The appellant appealed to the Minister of Natural Resources from the refusal of the respondent to grant permission to place fill on part of Lot 12 in Concession I, S.T.R., being the South half of Lot 3, Plan 158, in the Township of North Dorchester in the County of Middlesex. Under Ontario Regulation 364/82 the power and duty of hearing and determining such appeals were assigned to the Mining and Lands Commissioner. The appeal was heard in London on May 4, 1989.

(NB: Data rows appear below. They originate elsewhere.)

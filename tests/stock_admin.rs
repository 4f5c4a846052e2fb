//! Integration test for stock administration against a real store directory.
//!
//! The catalog is seeded from the YAML fixture on first open; every
//! mutation persists the whole array back to the store, and a reopened page
//! picks the persisted copy over the fixture with no merge.

use tempfile::TempDir;
use testresult::TestResult;

use pustaka::{
    catalog::Book,
    fixtures::Fixture,
    session::{ADMIN_ROLE, User, sign_in},
    stock::StockPage,
    store::Store,
};

fn admin_store(dir: &TempDir) -> Store {
    let store = Store::open(dir.path());
    sign_in(
        &store,
        &User {
            name: "Siti".to_owned(),
            role: ADMIN_ROLE.to_owned(),
        },
    );

    store
}

#[test]
fn mutations_survive_a_page_reload() -> TestResult {
    let dir = TempDir::new()?;
    let fixture = Fixture::new().catalog()?;
    let seeded = fixture.len();

    let mut page = StockPage::new(admin_store(&dir), fixture.clone());
    assert_eq!(page.catalog().len(), seeded);

    // Add a book through the editor dialog.
    page.open_add();
    {
        let draft = page.editor_mut().expect("editor should be open").draft_mut();
        draft.code = "BK900".to_owned();
        draft.name = "Pulang".to_owned();
        draft.category = "Novel".to_owned();
        draft.edition = "Cetakan ke-1".to_owned();
        draft.stock = 3;
        draft.price = "Rp 70.000".to_owned();
    }
    assert!(page.save());

    // Delete one of the seeded books, with confirmation.
    assert!(page.delete("BK001", true));

    // A fresh page over the same store sees the persisted copy, not the
    // fixture: the add and the delete both survive.
    let reloaded = StockPage::new(Store::open(dir.path()), fixture);
    assert_eq!(reloaded.catalog().len(), seeded);
    assert!(reloaded.catalog().contains("BK900"));
    assert!(!reloaded.catalog().contains("BK001"));

    Ok(())
}

#[test]
fn editing_a_seeded_book_keeps_catalog_order() -> TestResult {
    let dir = TempDir::new()?;
    let fixture = Fixture::new().catalog()?;

    let mut page = StockPage::new(admin_store(&dir), fixture);

    assert!(page.open_edit("BK002"));
    page.editor_mut()
        .expect("editor should be open")
        .draft_mut()
        .stock = 99;
    assert!(page.save());

    let codes: Vec<&str> = page.catalog().iter().map(|book| book.code.as_str()).collect();
    assert_eq!(codes.first().copied(), Some("BK001"), "order must be stable");
    assert_eq!(page.catalog().get("BK002").map(|book| book.stock), Some(99));

    Ok(())
}

#[test]
fn guest_page_still_lists_but_hides_admin_controls() -> TestResult {
    let dir = TempDir::new()?;
    let fixture = Fixture::new().catalog()?;

    let page = StockPage::new(Store::open(dir.path()), fixture);
    let table = page.render_table();

    assert!(!page.admin_controls());
    assert!(table.contains("BK001"), "guest should still see stock:\n{table}");
    assert!(!table.contains("Hapus"), "guest must not see delete:\n{table}");

    Ok(())
}

#[test]
fn a_hand_written_store_override_supersedes_the_fixture() -> TestResult {
    let dir = TempDir::new()?;
    let store = Store::open(dir.path());

    let only: Vec<Book> = vec![Book {
        code: "BK555".to_owned(),
        name: "Perahu Kertas".to_owned(),
        category: "Novel".to_owned(),
        edition: "Cetakan ke-9".to_owned(),
        stock: 2,
        price: "Rp 79.000".to_owned(),
        ..Book::default()
    }];
    assert!(store.set(pustaka::catalog::CATALOG_KEY, &only));

    let page = StockPage::new(store, Fixture::new().catalog()?);

    assert_eq!(page.catalog().len(), 1, "persisted copy must fully replace the fixture");
    assert!(page.catalog().contains("BK555"));

    Ok(())
}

The appellant purchased the South half of Lot 3, Plan 158 in 1973 for the purpose of building a retirement home. Before he was able to proceed with the construction of his retirement home the zoning by-law was amended and the zoning was changed to "Environmental Protection" with a very limited number of uses. Thereafter the appellant has built a small shed on the property and cleared part of the property for a garden. The only uses that he has of the property are gardening, the utilization of trees that have fallen for firewood, bird-watching, sunbathing and walks in the wintertime.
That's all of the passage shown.